La crisi amplia ulteriormente il solco tra Paesi ricchi e Paesi poveri

- di: Diego Minuti
 
Con il manifestarsi del Covid-19, l'economia globale sta attraversando un periodo molto delicato, con due dati, entrambi dell'Fmi, che illustrano con grande chiarezza il cambiamento in atto.

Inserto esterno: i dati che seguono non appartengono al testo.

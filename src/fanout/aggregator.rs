//! Result aggregation under a single lock
//!
//! Workers share one [`ResultAggregator`] per fan-out call and record their
//! outcome as they finish. Writes are serialized by an exclusive lock; after
//! the scheduler's completion barrier no writers remain and the map can be
//! taken out wholesale.

use super::{Outcome, ResultMap};
use parking_lot::Mutex;

/// Shared mapping from indicator key to lookup outcome.
///
/// An entry is written at most once per distinct key; duplicate keys in the
/// input overwrite each other (atomic replace per key).
#[derive(Debug, Default)]
pub struct ResultAggregator<R> {
    entries: Mutex<ResultMap<R>>,
}

impl<R> ResultAggregator<R> {
    pub fn new() -> Self {
        Self {
            entries: Mutex::new(ResultMap::new()),
        }
    }

    /// Record the outcome for a key.
    pub fn set(&self, key: String, outcome: Outcome<R>) {
        self.entries.lock().insert(key, outcome);
    }

    /// Number of recorded outcomes.
    pub fn len(&self) -> usize {
        self.entries.lock().len()
    }

    pub fn is_empty(&self) -> bool {
        self.entries.lock().is_empty()
    }

    /// Take the accumulated map, leaving the aggregator empty.
    ///
    /// Called by the scheduler after the completion barrier.
    pub fn take(&self) -> ResultMap<R> {
        std::mem::take(&mut *self.entries.lock())
    }
}

impl<R: Clone> ResultAggregator<R> {
    /// Fetch a copy of the outcome for a key, if one was recorded.
    pub fn get(&self, key: &str) -> Option<Outcome<R>> {
        self.entries.lock().get(key).cloned()
    }
}

#[cfg(test)]
mod tests {
    use super::*;

    #[test]
    fn test_set_then_get() {
        let aggregator = ResultAggregator::new();
        aggregator.set("a".to_string(), Outcome::Report(1));

        assert_eq!(aggregator.get("a"), Some(Outcome::Report(1)));
        assert_eq!(aggregator.get("b"), None);
    }

    #[test]
    fn test_duplicate_key_replaces() {
        let aggregator = ResultAggregator::new();
        aggregator.set("a".to_string(), Outcome::Report(1));
        aggregator.set("a".to_string(), Outcome::<i32>::Failed("gone".to_string()));

        assert_eq!(aggregator.len(), 1);
        assert_eq!(
            aggregator.get("a"),
            Some(Outcome::Failed("gone".to_string()))
        );
    }

    #[test]
    fn test_take_drains_entries() {
        let aggregator = ResultAggregator::new();
        aggregator.set("a".to_string(), Outcome::Report(1));

        let map = aggregator.take();
        assert_eq!(map.len(), 1);
        assert!(aggregator.is_empty());
    }
}
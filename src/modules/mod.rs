//! Enrichment integration modules
//!
//! Each submodule implements [`crate::triage::TriageModule`] for one
//! external data source, driving the bounded fan-out scheduler with its own
//! lookup function and rendering the aggregated results.

pub mod example;

pub use example::ExampleModule;
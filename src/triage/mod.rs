//! Triage module surface
//!
//! The uniform contract every enrichment integration implements: which
//! indicator types it supports, its documentation, and a `triage` operation
//! that returns whatever data it can find for a batch of indicators.

use opentelemetry::Context;
use serde::{Deserialize, Serialize};
use thiserror::Error;
use tokio_util::sync::CancellationToken;

/// The kind of indicator a request carries.
#[derive(Debug, Clone, Copy, PartialEq, Eq, Hash, Serialize, Deserialize)]
#[serde(rename_all = "SCREAMING_SNAKE_CASE")]
pub enum IocType {
    Unknown,
    Domain,
    Email,
    Cve,
    Url,
    Md5,
    Sha1,
    Sha256,
    Sha512,
    Ip,
    Hostname,
}

impl IocType {
    pub fn as_str(&self) -> &'static str {
        match self {
            IocType::Unknown => "UNKNOWN",
            IocType::Domain => "DOMAIN",
            IocType::Email => "EMAIL",
            IocType::Cve => "CVE",
            IocType::Url => "URL",
            IocType::Md5 => "MD5",
            IocType::Sha1 => "SHA1",
            IocType::Sha256 => "SHA256",
            IocType::Sha512 => "SHA512",
            IocType::Ip => "IP",
            IocType::Hostname => "HOSTNAME",
        }
    }
}

impl std::fmt::Display for IocType {
    fn fmt(&self, f: &mut std::fmt::Formatter<'_>) -> std::fmt::Result {
        f.write_str(self.as_str())
    }
}

impl std::str::FromStr for IocType {
    type Err = std::convert::Infallible;

    /// Unrecognized strings parse to [`IocType::Unknown`] rather than
    /// failing, mirroring how requests with unclassified indicators flow
    /// through the system.
    fn from_str(s: &str) -> Result<Self, Self::Err> {
        Ok(match s.to_ascii_uppercase().as_str() {
            "DOMAIN" => IocType::Domain,
            "EMAIL" => IocType::Email,
            "CVE" => IocType::Cve,
            "URL" => IocType::Url,
            "MD5" => IocType::Md5,
            "SHA1" => IocType::Sha1,
            "SHA256" => IocType::Sha256,
            "SHA512" => IocType::Sha512,
            "IP" => IocType::Ip,
            "HOSTNAME" => IocType::Hostname,
            _ => IocType::Unknown,
        })
    }
}

/// How a [`TriageData`] payload is encoded.
#[derive(Debug, Clone, Copy, PartialEq, Eq, Serialize, Deserialize)]
#[serde(rename_all = "lowercase")]
pub enum DataType {
    Csv,
    Json,
    Text,
}

/// A request to triage some indicators.
#[derive(Debug, Clone, Serialize, Deserialize)]
pub struct TriageRequest {
    pub iocs: Vec<String>,
    pub ioc_type: IocType,
    /// Whether to output full dumps of the fetched data
    #[serde(default)]
    pub verbose: bool,
}

/// Data a module found for a batch of indicators.
#[derive(Debug, Clone, Serialize, Deserialize)]
pub struct TriageData {
    /// A brief description of this data
    pub title: String,
    /// Key insights about this set of data, one line each
    pub metadata: Vec<String>,
    pub data_type: DataType,
    /// The payload, encoded per `data_type`
    pub data: String,
}

/// The documentation of a triage module.
#[derive(Debug, Clone, Serialize, Deserialize)]
pub struct ModuleDoc {
    pub name: String,
    /// A short (<60 characters) description of the module
    pub description: String,
}

/// Critical failures a module can raise from `triage`.
///
/// Per-indicator lookup failures are never raised here; they surface as
/// failed outcomes inside the returned data.
#[derive(Error, Debug)]
pub enum TriageError {
    #[error("unsupported ioc type: {0}")]
    Unsupported(IocType),

    #[error(transparent)]
    Module(#[from] anyhow::Error),
}

/// One enrichment integration: gathers one kind of data for the indicator
/// types it supports.
///
/// A module should return whatever data it can find (partial results
/// included) and error only on critical failure.
#[async_trait::async_trait]
pub trait TriageModule: Send + Sync {
    /// Documentation of this module
    fn docs(&self) -> ModuleDoc;

    /// The indicator types this module supports
    fn supports(&self) -> &[IocType];

    /// Enrich the requested indicators.
    async fn triage(
        &self,
        cx: &Context,
        cancel: &CancellationToken,
        request: &TriageRequest,
    ) -> Result<Vec<TriageData>, TriageError>;
}

/// Whether `module` supports the provided indicator type.
pub fn supports(module: &dyn TriageModule, ioc_type: IocType) -> bool {
    module.supports().contains(&ioc_type)
}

Il Fondo monetario internazionale, nelle sue stime di aprile, ha previsto che gli Stati Uniti nel 2021 registreranno una crescita economica eccezionale, pari al 6,4%. Per il 2021, invece, le previsioni per l'Africa subsahariana sono molto cattive, con un aumento del Prodotto interno lordo che non dovrebbe superare il 3,4%.

Insomma, la pandemia sta aggravando pericolosamente le disuguaglianze tra Paesi ricchi e Paesi poveri, arrestando la crescita d quelli emergenti. Ed è una crisi che non ha riscontri in quelle precedenti. Nel 2008, i Paesi ricchi sono stati devastati dalla crisi finanziaria, mentre quelli emergenti ne sono usciti con pochi contraccolpi.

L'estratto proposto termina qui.